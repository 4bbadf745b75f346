mod test_entity_lifecycle;
mod test_logout;
mod test_password_reset;
mod test_registration;
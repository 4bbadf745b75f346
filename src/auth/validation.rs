//! Request structs for the session lifecycle operations.
//!
//! Shape validation belongs to the request-handling layer; the derives here
//! are the backstop the facade runs before touching the store.

use serde::{Deserialize, Serialize};
use validator::Validate;

use crate::auth::models::ClientMetadata;
use crate::domain::EntityId;

#[derive(Debug, Clone, Serialize, Deserialize, Validate)]
#[serde(rename_all = "camelCase")]
pub struct RegisterPasswordRequest {
    #[validate(email(message = "Primary email must be a valid email address"))]
    pub primary_email: String,
    #[validate(length(min = 8, max = 128, message = "Password must be 8-128 characters"))]
    pub password: String,
    #[validate(length(min = 1, max = 256, message = "Public identifier cannot be empty"))]
    pub public_identifier: String,
    pub primary_phone: Option<String>,
    #[serde(flatten)]
    pub client: ClientMetadata,
}

#[derive(Debug, Clone, Serialize, Deserialize, Validate)]
#[serde(rename_all = "camelCase")]
pub struct LoginPasswordRequest {
    /// The email the password credential was registered under.
    #[validate(length(min = 1, max = 320, message = "Identifier cannot be empty"))]
    pub identifier: String,
    #[validate(length(min = 1, message = "Password cannot be empty"))]
    pub password: String,
    #[serde(flatten)]
    pub client: ClientMetadata,
}

#[derive(Debug, Clone, Serialize, Deserialize, Validate)]
#[serde(rename_all = "camelCase")]
pub struct LoginRefreshTokenRequest {
    pub entity: EntityId,
    #[validate(length(min = 1, message = "Refresh token cannot be empty"))]
    pub refresh_token: String,
    #[serde(flatten)]
    pub client: ClientMetadata,
}

#[derive(Debug, Clone, Serialize, Deserialize, Validate)]
#[serde(rename_all = "camelCase")]
pub struct RefreshTokenRequest {
    pub entity: EntityId,
    #[validate(length(min = 1, message = "Refresh token cannot be empty"))]
    pub refresh_token: String,
    #[serde(flatten)]
    pub client: ClientMetadata,
}

#[derive(Debug, Clone, Serialize, Deserialize, Validate)]
#[serde(rename_all = "camelCase")]
pub struct LogoutTokenRequest {
    pub entity: EntityId,
    #[validate(length(min = 1, message = "Token cannot be empty"))]
    pub token: String,
    #[serde(flatten)]
    pub client: ClientMetadata,
}

#[derive(Debug, Clone, Serialize, Deserialize, Validate)]
#[serde(rename_all = "camelCase")]
pub struct LogoutRefreshTokenRequest {
    pub entity: EntityId,
    #[validate(length(min = 1, message = "Refresh token cannot be empty"))]
    pub refresh_token: String,
    #[serde(flatten)]
    pub client: ClientMetadata,
}

#[derive(Debug, Clone, Serialize, Deserialize, Validate)]
#[serde(rename_all = "camelCase")]
pub struct LogoutAllRequest {
    pub entity: EntityId,
    #[serde(flatten)]
    pub client: ClientMetadata,
}

#[derive(Debug, Clone, Serialize, Deserialize, Validate)]
#[serde(rename_all = "camelCase")]
pub struct GetVerificationCodeRequest {
    pub entity: EntityId,
    #[serde(flatten)]
    pub client: ClientMetadata,
}

#[derive(Debug, Clone, Serialize, Deserialize, Validate)]
#[serde(rename_all = "camelCase")]
pub struct VerifyEntityRequest {
    pub entity: EntityId,
    #[validate(length(min = 1, message = "Verification code cannot be empty"))]
    pub code: String,
    #[serde(flatten)]
    pub client: ClientMetadata,
}

#[derive(Debug, Clone, Serialize, Deserialize, Validate)]
#[serde(rename_all = "camelCase")]
pub struct ForgotPasswordRequest {
    #[validate(email(message = "Primary email must be a valid email address"))]
    pub primary_email: String,
    #[serde(flatten)]
    pub client: ClientMetadata,
}

#[derive(Debug, Clone, Serialize, Deserialize, Validate)]
#[serde(rename_all = "camelCase")]
pub struct ChangePasswordRequest {
    #[validate(email(message = "Primary email must be a valid email address"))]
    pub primary_email: String,
    #[validate(length(min = 1, message = "Password reset token cannot be empty"))]
    pub password_reset_token: String,
    #[validate(length(min = 8, max = 128, message = "Password must be 8-128 characters"))]
    pub password: String,
    #[serde(flatten)]
    pub client: ClientMetadata,
}

#[derive(Debug, Clone, Serialize, Deserialize, Validate)]
#[serde(rename_all = "camelCase")]
pub struct DeleteEntityRequest {
    pub entity: EntityId,
    #[validate(length(min = 1, max = 1024, message = "Reason must be 1-1024 characters"))]
    pub reason: String,
    #[serde(flatten)]
    pub client: ClientMetadata,
}

#[derive(Debug, Clone, Serialize, Deserialize, Validate)]
#[serde(rename_all = "camelCase")]
pub struct GetEntityDetailsRequest {
    pub entity: EntityId,
}
use keygate::auth::models::ClientMetadata;
use keygate::auth::validation::{DeleteEntityRequest, GetEntityDetailsRequest};
use keygate::domain::EntityId;

use crate::support::{self, count_active_rows, count_rows};

fn delete_request(entity: EntityId, reason: &str) -> DeleteEntityRequest {
    DeleteEntityRequest { entity, reason: reason.to_string(), client: ClientMetadata::default() }
}

#[tokio::test]
async fn details_project_the_registered_entity() {
    let harness = support::setup().await;
    let registered = support::register(&harness, "alice@example.com", "pw123-long-enough").await;
    let entity = registered.entity.clone().unwrap();

    let response = harness
        .service
        .get_entity_details(&GetEntityDetailsRequest { entity: entity.clone() })
        .await
        .unwrap();

    assert!(response.valid);
    let details = response.entity.expect("entity details");
    assert_eq!(details.id, entity);
    assert_eq!(details.primary_email, "alice@example.com");
    assert_eq!(details.public_identifier, "alice");
    assert!(details.primary_phone.is_none());
    assert!(!details.is_verified);
    assert!(details.active);
    assert!(details.deleted_at.is_none());
    assert!(details.created_at > 0);
}

#[tokio::test]
async fn details_for_unknown_entity_are_not_found() {
    let harness = support::setup().await;

    let response = harness
        .service
        .get_entity_details(&GetEntityDetailsRequest { entity: EntityId::new() })
        .await
        .unwrap();

    assert!(!response.valid);
    assert_eq!(response.error, "Not found");
    assert!(response.entity.is_none());
}

#[tokio::test]
async fn deletion_is_a_soft_delete_with_an_audit_row() {
    let harness = support::setup().await;
    let registered = support::register(&harness, "bob@example.com", "pw123-long-enough").await;
    let entity = registered.entity.clone().unwrap();

    let response = harness
        .service
        .delete_entity(&delete_request(entity.clone(), "user requested account closure"))
        .await
        .unwrap();
    assert!(response.valid, "{}", response.error);

    // Row retained, flagged inactive with a deletion timestamp.
    assert_eq!(count_rows(&harness.pool, "entities").await, 1);
    assert_eq!(count_active_rows(&harness.pool, "entities").await, 0);

    let deleted_at: Option<i64> =
        sqlx::query_scalar("SELECT deleted_at FROM entities WHERE id = $1")
            .bind(&entity)
            .fetch_one(&harness.pool)
            .await
            .unwrap();
    assert!(deleted_at.is_some());

    // The audit row names the entity and carries the reason verbatim.
    let reason: String =
        sqlx::query_scalar("SELECT reason FROM entity_delete_reasons WHERE entity_id = $1")
            .bind(&entity)
            .fetch_one(&harness.pool)
            .await
            .unwrap();
    assert_eq!(reason, "user requested account closure");

    // Lookups no longer see the entity.
    let details = harness
        .service
        .get_entity_details(&GetEntityDetailsRequest { entity: entity.clone() })
        .await
        .unwrap();
    assert!(!details.valid);
}

#[tokio::test]
async fn deleting_twice_or_deleting_nobody_is_not_found() {
    let harness = support::setup().await;
    let registered = support::register(&harness, "carol@example.com", "pw123-long-enough").await;
    let entity = registered.entity.clone().unwrap();

    let first = harness
        .service
        .delete_entity(&delete_request(entity.clone(), "first deletion"))
        .await
        .unwrap();
    assert!(first.valid);

    let second = harness
        .service
        .delete_entity(&delete_request(entity.clone(), "second deletion"))
        .await
        .unwrap();
    assert!(!second.valid);
    assert_eq!(second.error, "Not found");

    // No orphan audit row for the failed attempt.
    assert_eq!(count_rows(&harness.pool, "entity_delete_reasons").await, 1);

    let unknown = harness
        .service
        .delete_entity(&delete_request(EntityId::new(), "no such entity"))
        .await
        .unwrap();
    assert!(!unknown.valid);
}

#[tokio::test]
async fn deletion_leaves_outstanding_tokens_to_expire_on_their_own() {
    let harness = support::setup().await;
    let registered = support::register(&harness, "dave@example.com", "pw123-long-enough").await;
    let entity = registered.entity.clone().unwrap();

    harness.service.delete_entity(&delete_request(entity, "closing account")).await.unwrap();

    // Token rows are not revoked by deletion; callers pair this with
    // logout_all when they need an immediate lockout.
    assert_eq!(count_active_rows(&harness.pool, "entity_tokens").await, 1);
    assert_eq!(count_active_rows(&harness.pool, "entity_refresh_tokens").await, 1);
}
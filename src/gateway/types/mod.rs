//! Gateway types module
//!
//! - [`payload`]: lenient booking body extractor
//! - [`response`]: error body, messages and `BookingError` mapping

pub mod payload;
pub mod response;

pub use payload::BookingPayload;
pub use response::ErrorResponse;
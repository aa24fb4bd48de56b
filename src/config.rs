use serde::{Deserialize, Serialize};
use std::fs;

#[derive(Debug, thiserror::Error)]
pub enum ConfigError {
    #[error("Failed to read config file {path}: {source}")]
    Read {
        path: String,
        source: std::io::Error,
    },

    #[error("Failed to parse config yaml: {0}")]
    Parse(#[from] serde_yaml::Error),
}

#[derive(Debug, Serialize, Deserialize, Clone)]
pub struct AppConfig {
    pub log_level: String,
    pub log_dir: String,
    pub log_file: String,
    pub use_json: bool,
    pub rotation: String,
    /// Write logs to `log_dir/log_file` in addition to stdout
    #[serde(default = "default_file_logging")]
    pub file_logging: bool,
    pub gateway: GatewayConfig,
}

#[derive(Debug, Serialize, Deserialize, Clone)]
pub struct GatewayConfig {
    pub host: String,
    pub port: u16,
}

impl Default for GatewayConfig {
    fn default() -> Self {
        Self {
            host: "0.0.0.0".to_string(),
            port: 5000,
        }
    }
}

fn default_file_logging() -> bool {
    true
}

impl AppConfig {
    /// Load `config/<env>.yaml`
    pub fn load(env: &str) -> Result<Self, ConfigError> {
        let config_path = format!("config/{}.yaml", env);
        let content = fs::read_to_string(&config_path).map_err(|source| ConfigError::Read {
            path: config_path.clone(),
            source,
        })?;
        Self::from_yaml_str(&content)
    }

    pub fn from_yaml_str(content: &str) -> Result<Self, ConfigError> {
        Ok(serde_yaml::from_str(content)?)
    }

    /// Socket address the gateway binds to, honoring a CLI port override
    pub fn bind_addr(&self, port_override: Option<u16>) -> String {
        let port = port_override.unwrap_or(self.gateway.port);
        format!("{}:{}", self.gateway.host, port)
    }
}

**What you need to do**
The answer should consist of every line from the listing above that includes the word "async".

**Answer box**
async fn details_project_the_registered_entity() {
async fn details_for_unknown_entity_are_not_found() {
async fn deletion_is_a_soft_delete_with_an_audit_row() {
async fn deleting_twice_or_deleting_nobody_is_not_found() {
async fn deletion_leaves_outstanding_tokens_to_expire_on_their_own() {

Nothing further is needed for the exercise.